Figure 3.

VSV-specific binding and neutralization of scFv-Cκ antibody fragments. Supernatant containing scFv-Cκ protein was serially 2-fold diluted and transferred to VSV-coated plates. Bound scFv-Cκ was detected by horseradish peroxidase-labeled anti-C_κ antibody (closed symbols). To determine avidity effects, supernatant containing scFv-Cκ was crosslinked by horseradish peroxidase-labeled anti-C_κ antibody before serial 2-fold dilution and then applied to VSV-coated plates (open symbols). (A) VSV-specific binding of hypermutated scFv24-Cκ (circles) and of germ-line scFv-Cκ M0 (squares). (A–D) Half-maximal binding of scFv24-Cκ and M0 is indicated by dotted lines. (B) The V_H Ser³¹-to-Asn substitution did not improve scFv-Cκ binding. (C) Despite the fact that the V_H Ser⁵⁵-to-Arg substitution was not expressed by the parental antibody VI24, it improved the binding of M55. (D) Coexpression of the V_H Ser³¹-to-Asn and the V_H Ser⁵⁵-to-Arg substitutions improved binding of M31.55. (E) VSV-IND neutralization by various scFv-Cκ antibody fragments was tested with untreated reagents (black bars) and after crosslinking (open bars).
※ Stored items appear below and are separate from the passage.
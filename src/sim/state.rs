//! Run state
//!
//! A [`Simulation`] owns everything one run mutates. Collaborators are
//! borrowed for the duration of a call and never stored.

use glam::Vec2;
use serde::{Deserialize, Serialize};

use super::combo::{ComboEngine, ComboState};
use super::danger::DangerZone;
use super::generator::WorldGenerator;
use super::host::{BackdropZone, Collaborators};
use super::movement::{MovementController, PlayerState};
use super::rng::{PcgSource, RandomSource, next_run_seed};
use super::score::{ScoreState, ScoreTracker};
use super::window::{WindowManager, WindowReport};
use super::world::World;
use crate::consts::*;
use crate::height_at;
use crate::settings::Settings;

/// Current phase of a run
#[derive(Debug, Clone, Copy, PartialEq, Eq, Serialize, Deserialize)]
pub enum GamePhase {
    /// Active gameplay
    Playing,
    /// Caught by the hazard; ticks are frozen until restart
    GameOver,
}

/// HUD-facing summary of a run
#[derive(Debug, Clone, PartialEq, Serialize, Deserialize)]
pub struct Snapshot {
    pub seed: u64,
    pub phase: GamePhase,
    pub time_ticks: u64,
    pub score: ScoreState,
    pub combo: ComboState,
    pub speed_boost: bool,
    pub danger_y: f32,
    pub danger_active: bool,
    pub live_platforms: usize,
    pub player_position: Vec2,
}

/// Complete state of one run
#[derive(Debug, Clone)]
pub struct Simulation<R: RandomSource = PcgSource> {
    /// Run seed for reproducibility
    pub seed: u64,
    pub settings: Settings,
    pub phase: GamePhase,
    /// Ticks advanced this run
    pub time_ticks: u64,
    pub player: PlayerState,
    pub world: World,
    pub generator: WorldGenerator,
    pub window: WindowManager,
    pub movement: MovementController,
    pub combo: ComboEngine,
    pub score: ScoreTracker,
    pub danger: DangerZone,
    /// Last backdrop band sent to the renderer
    pub backdrop: Option<BackdropZone>,
    rng: R,
    started: bool,
}

impl Simulation<PcgSource> {
    /// New run driven by a seeded PCG stream
    pub fn new(seed: u64, settings: Settings) -> Self {
        Self::with_rng(seed, settings, PcgSource::new(seed))
    }
}

impl<R: RandomSource> Simulation<R> {
    /// New run with an explicit random source (tests use a fixed sequence)
    pub fn with_rng(seed: u64, settings: Settings, rng: R) -> Self {
        let settings = settings.sanitized();
        Self {
            seed,
            phase: GamePhase::Playing,
            time_ticks: 0,
            player: PlayerState::default(),
            world: World::new(settings.world.start_y),
            generator: WorldGenerator::new(settings.world.clone()),
            window: WindowManager::new(settings.window.clone()),
            movement: MovementController::new(settings.movement.clone()),
            combo: ComboEngine::new(settings.combo.clone()),
            score: ScoreTracker::new(),
            danger: DangerZone::new(settings.danger.clone()),
            backdrop: None,
            rng,
            started: false,
            settings,
        }
    }

    pub fn is_started(&self) -> bool {
        self.started
    }

    pub fn is_game_over(&self) -> bool {
        self.phase == GamePhase::GameOver
    }

    pub fn rng(&self) -> &R {
        &self.rng
    }

    pub fn snapshot(&self) -> Snapshot {
        Snapshot {
            seed: self.seed,
            phase: self.phase,
            time_ticks: self.time_ticks,
            score: self.score.state(),
            combo: self.combo.state().clone(),
            speed_boost: self.combo.speed_boost_active(),
            danger_y: self.danger.y,
            danger_active: self.danger.active,
            live_platforms: self.world.len(),
            player_position: self.player.position,
        }
    }

    /// Place the player and build the first stretch of tower.
    ///
    /// Called implicitly by the first tick; calling it again is a no-op.
    pub fn start(&mut self, host: &mut Collaborators) {
        if self.started {
            return;
        }

        let spawn = Vec2::new(SPAWN_X, SPAWN_Y);
        self.player = PlayerState::spawn(spawn);
        host.physics.place_player(spawn);

        let lookahead = self.window.settings().lookahead;
        self.generator
            .seed_initial(&mut self.world, &mut self.rng, spawn.y, lookahead);
        for platform in self.world.platforms() {
            host.physics.add_platform(platform);
        }
        host.outputs.sync_platforms(self.world.platforms());

        let zone = BackdropZone::for_height(height_at(spawn.y));
        self.backdrop = Some(zone);
        host.outputs.sync_backdrop(zone);

        self.started = true;
        log::info!(
            "Run started: seed={}, {} platforms up to y={}",
            self.seed,
            self.world.len(),
            self.world.highest_y()
        );
    }

    /// Tear the run down and begin a fresh one.
    ///
    /// `seed` of `None` derives the next seed from the current one.
    pub fn restart(&mut self, seed: Option<u64>, host: &mut Collaborators) {
        let seed = seed.unwrap_or_else(|| next_run_seed(self.seed));
        log::info!(
            "Restarting: previous seed={} score={} max combo={}, new seed={}",
            self.seed,
            self.score.score(),
            self.combo.state().max_combo,
            seed
        );

        self.teardown(host);
        self.seed = seed;
        self.rng.reseed(seed);
        self.start(host);
    }

    /// Run a window pass now, ignoring the throttle
    pub fn refresh_window(&mut self, host: &mut Collaborators) -> WindowReport {
        self.run_window(host)
    }

    /// Generate ahead / evict behind and mirror the result to the host
    pub(crate) fn run_window(&mut self, host: &mut Collaborators) -> WindowReport {
        let report = self.window.tick(
            self.player.position.y,
            &mut self.world,
            &mut self.generator,
            &mut self.rng,
        );

        for platform in &report.generated {
            host.physics.add_platform(platform);
        }
        for platform in &report.evicted {
            if !host.physics.remove_platform(platform.id) {
                log::trace!("No physics body for evicted platform {:?}", platform.id);
            }
        }
        if report.changed() {
            host.outputs.sync_platforms(self.world.platforms());
        }
        report
    }

    /// Release every platform and put each component back to its initial state
    fn teardown(&mut self, host: &mut Collaborators) {
        let released = self.world.clear(self.settings.world.start_y);
        for platform in &released {
            if !host.physics.remove_platform(platform.id) {
                log::trace!("No physics body for platform {:?} on teardown", platform.id);
            }
        }
        host.outputs.sync_platforms(&[]);

        self.generator.reset();
        self.window.reset();
        self.combo.reset();
        self.score.reset();
        self.danger.reset();
        self.player = PlayerState::default();
        self.backdrop = None;
        self.phase = GamePhase::Playing;
        self.time_ticks = 0;
        self.started = false;
    }
}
For crosslinking, 2.5 μg of purified scFv-Cκ protein was incubated with 1.25 μg of anti-C_κ antibody in a total volume of 100 μl for 30 min at room temperature. The crosslinked and untreated scFv-Cκ protein and the purified antibody VI24 were serially 2-fold diluted and analyzed in a standard neutralization assay. The protein dilution reducing the number of plaques by 50% is indicated as the titer.